Interestingly Google is among the most trusted companies according to The Verge (itself one of the more cynical media). It says Google has passionate users that would care very much if it disappeared tomorrow and feel it has a positive impact on society.

That same US study classed Amazon as the ruthless corporate juggernaut that people love.

GadgetGuy’s take – The Australian winner of Battle of the smart speakers 2019 is Google Assistant by a country mile

But Alexa is pretty good. If you are firmly in the Amazon ecosystem, this is for you although about half of Alexa owners also have Google Assistant or Siri smart speakers.

You must take the trust angle with a grain of salt.

For example, many Australian’s only interaction with Google is via search – even Apple users prefer Google Search.

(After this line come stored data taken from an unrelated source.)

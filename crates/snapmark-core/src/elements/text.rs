//! Text element.

use super::ElementId;
use crate::style::{FontSpec, SerializableColor, StyleSettings, DEFAULT_FONT_FAMILY, DEFAULT_FONT_SIZE};
use kurbo::Point;
use serde::{Deserialize, Serialize};
use uuid::Uuid;

/// A single-line text label.
///
/// The font string is derived from `font_family` and `font_size` whenever it
/// is needed, so the two can never disagree.
#[derive(Debug, Clone, PartialEq, Serialize, Deserialize)]
pub struct Text {
    pub(crate) id: ElementId,
    /// Left end of the baseline.
    pub position: Point,
    pub content: String,
    pub font_family: String,
    /// Font size in pixels; also the height of the text's bounds.
    pub font_size: f64,
    pub color: SerializableColor,
    pub border_color: SerializableColor,
    /// Outline width (0 = no outline).
    pub border_size: f64,
}

impl Text {
    /// Create a text element with the default font and colors.
    pub fn new(position: Point, content: impl Into<String>) -> Self {
        Self {
            id: Uuid::new_v4(),
            position,
            content: content.into(),
            font_family: DEFAULT_FONT_FAMILY.to_string(),
            font_size: DEFAULT_FONT_SIZE,
            color: SerializableColor::black(),
            border_color: SerializableColor::black(),
            border_size: 0.0,
        }
    }

    /// Apply font and colors from the style settings.
    pub fn with_style(mut self, style: &StyleSettings) -> Self {
        self.font_family = style.font_family.clone();
        self.font_size = style.font_size;
        self.color = style.color;
        self.border_color = style.border_color;
        self.border_size = style.border_size.max(0.0);
        self
    }

    pub fn id(&self) -> ElementId {
        self.id
    }

    pub fn font(&self) -> FontSpec<'_> {
        FontSpec::new(&self.font_family, self.font_size)
    }

    /// CSS-style font string, e.g. `20px Arial`.
    pub fn font_string(&self) -> String {
        self.font().to_string()
    }

    /// Whether the outline should be drawn.
    pub fn has_border(&self) -> bool {
        self.border_size > 0.0
    }
}

#[cfg(test)]
mod tests {
    use super::*;

    #[test]
    fn test_text_creation() {
        let text = Text::new(Point::new(200.0, 150.0), "Hello");
        assert_eq!(text.content, "Hello");
        assert_eq!(text.font_size, 20.0);
        assert!(!text.has_border());
    }

    #[test]
    fn test_font_string_follows_size() {
        let mut text = Text::new(Point::ZERO, "x");
        text.font_size = 42.0;
        text.font_family = "Verdana".to_string();
        assert_eq!(text.font_string(), "42px Verdana");
    }

    #[test]
    fn test_with_style() {
        let style = StyleSettings {
            font_family: "Georgia".to_string(),
            font_size: 30.0,
            color: SerializableColor::new(255, 0, 0, 255),
            border_size: 2.0,
            ..StyleSettings::default()
        };
        let text = Text::new(Point::ZERO, "x").with_style(&style);
        assert_eq!(text.font_string(), "30px Georgia");
        assert_eq!(text.color, style.color);
        assert!(text.has_border());
    }
}
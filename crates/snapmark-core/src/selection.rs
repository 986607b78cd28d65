//! Selection set of element indices.

use std::collections::BTreeSet;

/// The set of selected element indices.
///
/// Indices are kept ordered so iteration (and therefore handle hit testing)
/// is deterministic.
#[derive(Debug, Clone, Default, PartialEq, Eq)]
pub struct Selection {
    indices: BTreeSet<usize>,
}

impl Selection {
    pub fn new() -> Self {
        Self::default()
    }

    /// Toggle `index`. Without `additive` the selection is cleared first, so
    /// the index always ends up as the only member.
    pub fn toggle(&mut self, index: usize, additive: bool) {
        if !additive {
            self.indices.clear();
        }
        if !self.indices.remove(&index) {
            self.indices.insert(index);
        }
    }

    pub fn clear(&mut self) {
        self.indices.clear();
    }

    pub fn contains(&self, index: usize) -> bool {
        self.indices.contains(&index)
    }

    pub fn len(&self) -> usize {
        self.indices.len()
    }

    pub fn is_empty(&self) -> bool {
        self.indices.is_empty()
    }

    /// Selected indices in ascending order.
    pub fn iter(&self) -> impl DoubleEndedIterator<Item = usize> + '_ {
        self.indices.iter().copied()
    }

    /// Copy of the current selection, for restoring later.
    pub fn snapshot(&self) -> Selection {
        self.clone()
    }

    pub fn restore(&mut self, snapshot: Selection) {
        *self = snapshot;
    }
}

impl FromIterator<usize> for Selection {
    fn from_iter<T: IntoIterator<Item = usize>>(iter: T) -> Self {
        Self {
            indices: iter.into_iter().collect(),
        }
    }
}

#[cfg(test)]
mod tests {
    use super::*;

    #[test]
    fn test_exclusive_toggle_replaces() {
        let mut selection = Selection::from_iter([1, 2]);
        selection.toggle(3, false);
        assert_eq!(selection.iter().collect::<Vec<_>>(), vec![3]);
    }

    #[test]
    fn test_exclusive_toggle_of_member_keeps_it() {
        let mut selection = Selection::from_iter([0, 4]);
        selection.toggle(4, false);
        assert_eq!(selection.iter().collect::<Vec<_>>(), vec![4]);
    }

    #[test]
    fn test_additive_toggle() {
        let mut selection = Selection::new();
        selection.toggle(2, true);
        selection.toggle(0, true);
        assert_eq!(selection.iter().collect::<Vec<_>>(), vec![0, 2]);

        selection.toggle(2, true);
        assert_eq!(selection.iter().collect::<Vec<_>>(), vec![0]);
    }

    #[test]
    fn test_snapshot_restore() {
        let mut selection = Selection::from_iter([1]);
        let saved = selection.snapshot();
        selection.clear();
        assert!(selection.is_empty());
        selection.restore(saved);
        assert!(selection.contains(1));
    }
}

They trust it to deliver a huge range of relatively unbiased results with clear identification of paid listings.

Aussies also seem to trust Google with its PII to target tailored advertisements to them (96% of its business is advertising sales and most users are aware of and happy with that) – or use a VPN and Ad-blocker.

Amazon suffers in Australia because it was a later entrant, and it is a shopping giant. eBay has a substantial lead in Australia and it and Gerry Harvey are not afraid to defend their turf against the ‘evil Amazon’. Our US correspondent Sam Bocetta wrote a telling piece on American’s changing attitude to Amazon – When ambition exceeds sensibility.

In the end, I feel sorry for Apple users – Siri has a long way to go for its place in the sun. At least with the constant war between Amazon and Google, we see gems of technology emerge that can really help us.